The actress re-examined the teen film while questioning its director John Hughes in light of the MeToo movement against harassment.
Writing in the New Yorker, Ringwald, 50, said she recently watched the film again with her ten-year-old daughter and, while fearing her child would be concerned by it, she “hadn’t anticipated that it would ultimately be most troubling to me”.
Ringwald wrote: “At one point in the film, the bad-boy character, John Bender, ducks under the table where my character, Claire, is sitting, to hide from a teacher. While there, he takes the opportunity to peek under Claire’s skirt and, though the audience doesn’t see, it is implied that he touches her inappropriately.
“What’s more, as I can see now, Bender sexually harasses Claire throughout the film. When he’s not sexualising her, he takes out his rage on her with vicious contempt, calling her ‘pathetic’, mocking her as ‘Queenie’. It’s rejection that inspires his vitriol.”

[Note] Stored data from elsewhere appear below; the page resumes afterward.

//! CLI output formatting.
//!
//! # Statistics
//!
//! Running without action flags prints what an update would change:
//!
//! ```text
//! New galleries (*):
//!     "3-Summer" (3 items/files)
//!
//! New items in existing galleries (*):
//!     "1-Kept" (1 items/files)
//!         "2-beach-Dawn.jpg"
//!
//! Removed galleries (**):
//!     "9" (2 items / 5 files)
//!
//! Deleted items in existing galleries (**):
//!     "1-Kept" (1 items / 2 files)
//!         "4-???"
//!             "4.mp3"
//!             "4.ogg"
//!
//! *) RUN with any combination of arguments (--rss, --json, --media) to update site metadata.
//! **) DELETE files/folders manually from "/web/site-metadata/galleries"
//! ```
//!
//! # Architecture
//!
//! Each report has a `format_*` function (returns `Vec<String>`) for
//! testability and a `print_*` wrapper that writes to stdout. Format
//! functions are pure: no I/O, no side effects.

use crate::config::Workspace;
use crate::diff::TreeDiff;
use crate::process::ProcessReport;
use crate::scan::{InputTree, OutputTree};

fn indent(depth: usize) -> String {
    "    ".repeat(depth)
}

fn quoted(depth: usize, text: &str) -> String {
    format!("{}\"{}\"", indent(depth), text)
}

/// Statistics of a run without action flags.
pub fn format_statistics(
    workspace: &Workspace,
    input: &InputTree,
    output: &OutputTree,
    diff: &TreeDiff,
) -> Vec<String> {
    let mut lines = Vec::new();

    lines.push("New galleries (*):".to_string());
    for gallery_id in &diff.new_galleries {
        let count = input
            .galleries
            .get(gallery_id)
            .map(|g| g.items.len())
            .unwrap_or(0);
        lines.push(format!(
            "{} ({count} items/files)",
            quoted(1, input.gallery_name(gallery_id))
        ));
    }

    lines.push(String::new());
    lines.push("New items in existing galleries (*):".to_string());
    for changes in diff.modified_galleries.iter().filter(|g| !g.new_items.is_empty()) {
        lines.push(format!(
            "{} ({} items/files)",
            quoted(1, input.gallery_name(&changes.id)),
            changes.new_items.len()
        ));
        for item_id in &changes.new_items {
            if let Some(item) = input.item(&changes.id, item_id) {
                lines.push(quoted(2, item.original_file_name()));
            }
        }
    }

    lines.push(String::new());
    lines.push("Removed galleries (**):".to_string());
    for gallery_id in &diff.removed_galleries {
        let items = output.galleries.get(gallery_id).map(|g| g.len()).unwrap_or(0);
        lines.push(format!(
            "{} ({items} items / {} files)",
            quoted(1, gallery_id),
            output.file_count(gallery_id)
        ));
    }

    lines.push(String::new());
    lines.push("Deleted items in existing galleries (**):".to_string());
    for changes in diff
        .modified_galleries
        .iter()
        .filter(|g| !g.removed_items.is_empty())
    {
        let Some(generated) = output.galleries.get(&changes.id) else {
            continue;
        };
        let files: usize = changes
            .removed_items
            .iter()
            .filter_map(|item_id| generated.get(item_id))
            .map(|files| files.len())
            .sum();
        lines.push(format!(
            "{} ({} items / {files} files)",
            quoted(1, input.gallery_name(&changes.id)),
            changes.removed_items.len()
        ));
        for item_id in &changes.removed_items {
            lines.push(quoted(2, &format!("{item_id}-???")));
            for file in generated.get(item_id).into_iter().flatten() {
                lines.push(quoted(3, file));
            }
        }
    }

    lines.push(String::new());
    lines.push(
        "*) RUN with any combination of arguments (--rss, --json, --media) to update site metadata."
            .to_string(),
    );
    lines.push(format!(
        "**) DELETE files/folders manually from \"{}\"",
        workspace.output_galleries_dir().display()
    ));
    lines
}

pub fn print_statistics(
    workspace: &Workspace,
    input: &InputTree,
    output: &OutputTree,
    diff: &TreeDiff,
) {
    for line in format_statistics(workspace, input, output, diff) {
        println!("{}", line);
    }
}

/// Summary of a media run.
pub fn format_process_report(report: &ProcessReport, dry_run: bool) -> Vec<String> {
    if dry_run {
        return vec![format!("Media: {} files would be created", report.planned)];
    }
    let mut lines = vec![format!(
        "Media: {} created, {} failed",
        report.created.len(),
        report.failed.len()
    )];
    for failed in &report.failed {
        lines.push(format!("{}{}: {}", indent(1), failed.target, failed.error));
    }
    lines
}

pub fn print_process_report(report: &ProcessReport, dry_run: bool) {
    for line in format_process_report(report, dry_run) {
        println!("{}", line);
    }
}
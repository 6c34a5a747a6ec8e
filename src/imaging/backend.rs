//! Media capability traits and shared error type.
//!
//! Two seams separate the metadata logic from real media tools:
//!
//! - [`SizeProbe`] reads the pixel dimensions of an original while the input
//!   tree is scanned.
//! - [`MediaTranscoder`] produces derived files, one method per artifact.
//!
//! The production implementation of both is
//! [`CommandBackend`](super::command_backend::CommandBackend). Tests use the
//! recording [`MockBackend`](tests::MockBackend).

use super::params::TranscodeParams;
use crate::types::{MediaKind, Size};
use std::path::{Path, PathBuf};
use thiserror::Error;

#[derive(Error, Debug)]
pub enum TranscodeError {
    #[error("IO error: {0}")]
    Io(#[from] std::io::Error),
    #[error("Image error: {0}")]
    Image(#[from] image::ImageError),
    #[error("{tool} failed with {status} for {}", output.display())]
    ToolFailed {
        tool: String,
        status: std::process::ExitStatus,
        output: PathBuf,
    },
    #[error("Cannot read dimensions of {}: {reason}", path.display())]
    Probe { path: PathBuf, reason: String },
    #[error("No dimensions for {kind} media: {}", path.display())]
    UnsupportedKind { kind: MediaKind, path: PathBuf },
}

/// Reads the dimensions of an original media file.
pub trait SizeProbe: Sync {
    fn size(&self, path: &Path, kind: MediaKind) -> Result<Size, TranscodeError>;
}

/// Produces derived files from an original.
///
/// Every method writes exactly `params.output` and nothing else, so jobs for
/// different outputs can run concurrently.
pub trait MediaTranscoder: Sync {
    /// JPEG thumbnail of an image, fitted into `params.size`.
    fn image_thumbnail(&self, params: &TranscodeParams) -> Result<(), TranscodeError>;

    /// JPEG poster of an image, fitted into `params.size`.
    fn image_poster(&self, params: &TranscodeParams) -> Result<(), TranscodeError>;

    /// MP3 rendition of an audio file.
    fn audio_mp3(&self, params: &TranscodeParams) -> Result<(), TranscodeError>;

    /// Ogg Vorbis rendition of an audio file.
    fn audio_ogg(&self, params: &TranscodeParams) -> Result<(), TranscodeError>;

    /// First frame of a video, scaled and watermarked.
    fn video_thumbnail(&self, params: &TranscodeParams) -> Result<(), TranscodeError>;

    /// First frame of a video, scaled.
    fn video_poster(&self, params: &TranscodeParams) -> Result<(), TranscodeError>;

    /// H.264/AAC rendition scaled to the poster size.
    fn video_mp4(&self, params: &TranscodeParams) -> Result<(), TranscodeError>;

    /// Theora/Vorbis rendition scaled to the poster size.
    fn video_ogv(&self, params: &TranscodeParams) -> Result<(), TranscodeError>;

    /// VP8/Vorbis rendition scaled to the poster size.
    fn video_webm(&self, params: &TranscodeParams) -> Result<(), TranscodeError>;
}
//! Parameter types for transcoding operations.
//!
//! These describe *what* to produce, not *how*. The job planner in
//! [`process`](crate::process) decides which [`Artifact`]s an item needs and
//! hands the matching [`TranscodeParams`] to a
//! [`MediaTranscoder`](super::MediaTranscoder), so tests can swap in a mock
//! backend without touching planning logic.

use super::backend::{MediaTranscoder, TranscodeError};
use crate::types::{MediaKind, Size};
use std::fmt;
use std::path::PathBuf;

/// Full description of one derived file.
#[derive(Debug, Clone, PartialEq, Eq)]
pub struct TranscodeParams {
    /// Original media file.
    pub source: PathBuf,
    /// File to create.
    pub output: PathBuf,
    /// Target bounding size (thumbnail or poster size of the item).
    pub size: Size,
}

/// A kind of derived file, one per transcoder operation.
#[derive(Debug, Clone, Copy, PartialEq, Eq, Hash)]
pub enum Artifact {
    ImageThumbnail,
    ImagePoster,
    AudioMp3,
    AudioOgg,
    VideoThumbnail,
    VideoPoster,
    VideoMp4,
    VideoOgv,
    VideoWebm,
}

impl Artifact {
    /// Derived files required for an item of the given kind.
    pub fn required_for(kind: MediaKind) -> &'static [Artifact] {
        match kind {
            MediaKind::Image => &[Artifact::ImageThumbnail, Artifact::ImagePoster],
            MediaKind::Audio => &[Artifact::AudioMp3, Artifact::AudioOgg],
            MediaKind::Video => &[
                Artifact::VideoThumbnail,
                Artifact::VideoPoster,
                Artifact::VideoMp4,
                Artifact::VideoOgv,
                Artifact::VideoWebm,
            ],
            MediaKind::Undefined => &[],
        }
    }

    /// Extension appended to the item's artifact base for renditions.
    ///
    /// `None` for thumbnails and posters, whose path is recorded on the item.
    pub fn rendition_extension(self) -> Option<&'static str> {
        match self {
            Artifact::AudioMp3 => Some("mp3"),
            Artifact::AudioOgg => Some("ogg"),
            Artifact::VideoOgv => Some("ogv"),
            Artifact::VideoMp4 => Some("mp4"),
            Artifact::VideoWebm => Some("webm"),
            Artifact::ImageThumbnail
            | Artifact::ImagePoster
            | Artifact::VideoThumbnail
            | Artifact::VideoPoster => None,
        }
    }

    /// Dispatch to the transcoder operation producing this artifact.
    pub fn run(
        self,
        transcoder: &(impl MediaTranscoder + ?Sized),
        params: &TranscodeParams,
    ) -> Result<(), TranscodeError> {
        match self {
            Artifact::ImageThumbnail => transcoder.image_thumbnail(params),
            Artifact::ImagePoster => transcoder.image_poster(params),
            Artifact::AudioMp3 => transcoder.audio_mp3(params),
            Artifact::AudioOgg => transcoder.audio_ogg(params),
            Artifact::VideoThumbnail => transcoder.video_thumbnail(params),
            Artifact::VideoPoster => transcoder.video_poster(params),
            Artifact::VideoMp4 => transcoder.video_mp4(params),
            Artifact::VideoOgv => transcoder.video_ogv(params),
            Artifact::VideoWebm => transcoder.video_webm(params),
        }
    }
}

impl fmt::Display for Artifact {
    fn fmt(&self, f: &mut fmt::Formatter<'_>) -> fmt::Result {
        let name = match self {
            Artifact::ImageThumbnail | Artifact::VideoThumbnail => "thumbnail",
            Artifact::ImagePoster | Artifact::VideoPoster => "poster",
            Artifact::AudioMp3 => "mp3",
            Artifact::AudioOgg => "ogg",
            Artifact::VideoMp4 => "mp4",
            Artifact::VideoOgv => "ogv",
            Artifact::VideoWebm => "webm",
        };
        f.write_str(name)
    }
}
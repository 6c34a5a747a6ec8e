//! Shared item model.
//!
//! These types are what the JSON index files carry to the web front end, so
//! their serialized field names are a contract: `type`, `id`, `title`, `tags`,
//! `original`, `thumbnail`, `poster`, `galleryId`, `galleryTitle`.

use serde::Serialize;
use std::fmt;

/// Pixel dimensions.
#[derive(Debug, Clone, Copy, Default, PartialEq, Eq, Serialize)]
pub struct Size {
    pub width: u32,
    pub height: u32,
}

impl Size {
    pub const fn new(width: u32, height: u32) -> Self {
        Self { width, height }
    }

    /// Strictly wider than tall. Squares count as portrait.
    pub fn is_landscape(self) -> bool {
        self.width > self.height
    }
}

impl From<[u32; 2]> for Size {
    fn from([width, height]: [u32; 2]) -> Self {
        Self { width, height }
    }
}

impl fmt::Display for Size {
    fn fmt(&self, f: &mut fmt::Formatter<'_>) -> fmt::Result {
        write!(f, "{}x{}", self.width, self.height)
    }
}

/// A raster asset referenced by an item (thumbnail or poster).
#[derive(Debug, Clone, Default, PartialEq, Eq, Serialize)]
pub struct ImageSource {
    /// Web-root-relative path, forward slashes.
    pub path: String,
    pub width: u32,
    pub height: u32,
}

impl ImageSource {
    pub fn new(path: impl Into<String>, size: Size) -> Self {
        Self {
            path: path.into(),
            width: size.width,
            height: size.height,
        }
    }

    pub fn size(&self) -> Size {
        Size::new(self.width, self.height)
    }

    /// Final path component, used to match against already generated files.
    pub fn file_name(&self) -> &str {
        self.path.rsplit('/').next().unwrap_or(&self.path)
    }
}

/// Media kind, selected by file extension.
#[derive(Debug, Clone, Copy, Default, PartialEq, Eq, Hash, Serialize)]
pub enum MediaKind {
    Image,
    Video,
    Audio,
    /// Unsupported extension; such items are never indexed.
    #[default]
    #[serde(rename = "")]
    Undefined,
}

const IMAGE_EXTENSIONS: &[&str] = &["jpg", "jpeg", "png"];
const VIDEO_EXTENSIONS: &[&str] = &["avi", "mp4", "ogv", "webm", "mov"];
const AUDIO_EXTENSIONS: &[&str] = &["mp3", "ogg"];

impl MediaKind {
    /// Kind for an extension given without the leading dot, case-insensitive.
    pub fn from_extension(ext: &str) -> Self {
        let ext = ext.to_ascii_lowercase();
        if IMAGE_EXTENSIONS.contains(&ext.as_str()) {
            MediaKind::Image
        } else if VIDEO_EXTENSIONS.contains(&ext.as_str()) {
            MediaKind::Video
        } else if AUDIO_EXTENSIONS.contains(&ext.as_str()) {
            MediaKind::Audio
        } else {
            MediaKind::Undefined
        }
    }
}

impl fmt::Display for MediaKind {
    fn fmt(&self, f: &mut fmt::Formatter<'_>) -> fmt::Result {
        let name = match self {
            MediaKind::Image => "image",
            MediaKind::Video => "video",
            MediaKind::Audio => "audio",
            MediaKind::Undefined => "undefined",
        };
        f.write_str(name)
    }
}

/// One media asset of a gallery.
///
/// Built once per source file while scanning and never mutated afterwards.
#[derive(Debug, Clone, Default, PartialEq, Eq, Serialize)]
#[serde(rename_all = "camelCase")]
pub struct MediaItem {
    #[serde(rename = "type")]
    pub kind: MediaKind,
    /// Digit string, unique within the owning gallery.
    pub id: String,
    pub title: String,
    pub tags: Vec<String>,
    /// Web-root-relative path of the source file.
    #[serde(rename = "original")]
    pub original_path: String,
    pub thumbnail: ImageSource,
    pub poster: ImageSource,
    pub gallery_id: String,
    pub gallery_title: String,
}

impl MediaItem {
    pub fn is_indexable(&self) -> bool {
        self.kind != MediaKind::Undefined
    }

    /// File name of the original, for display.
    pub fn original_file_name(&self) -> &str {
        self.original_path
            .rsplit('/')
            .next()
            .unwrap_or(&self.original_path)
    }
}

Ringwald noted that, despite all of this, the film sees him “get the girl in the end”.
“If attitudes toward female subjugation are systemic, and I believe that they are, it stands to reason that the art we consume and sanction plays some part in reinforcing those same attitudes,” she wrote.
She said that lately she had “felt the need to examine the role that these movies have played in our cultural life”.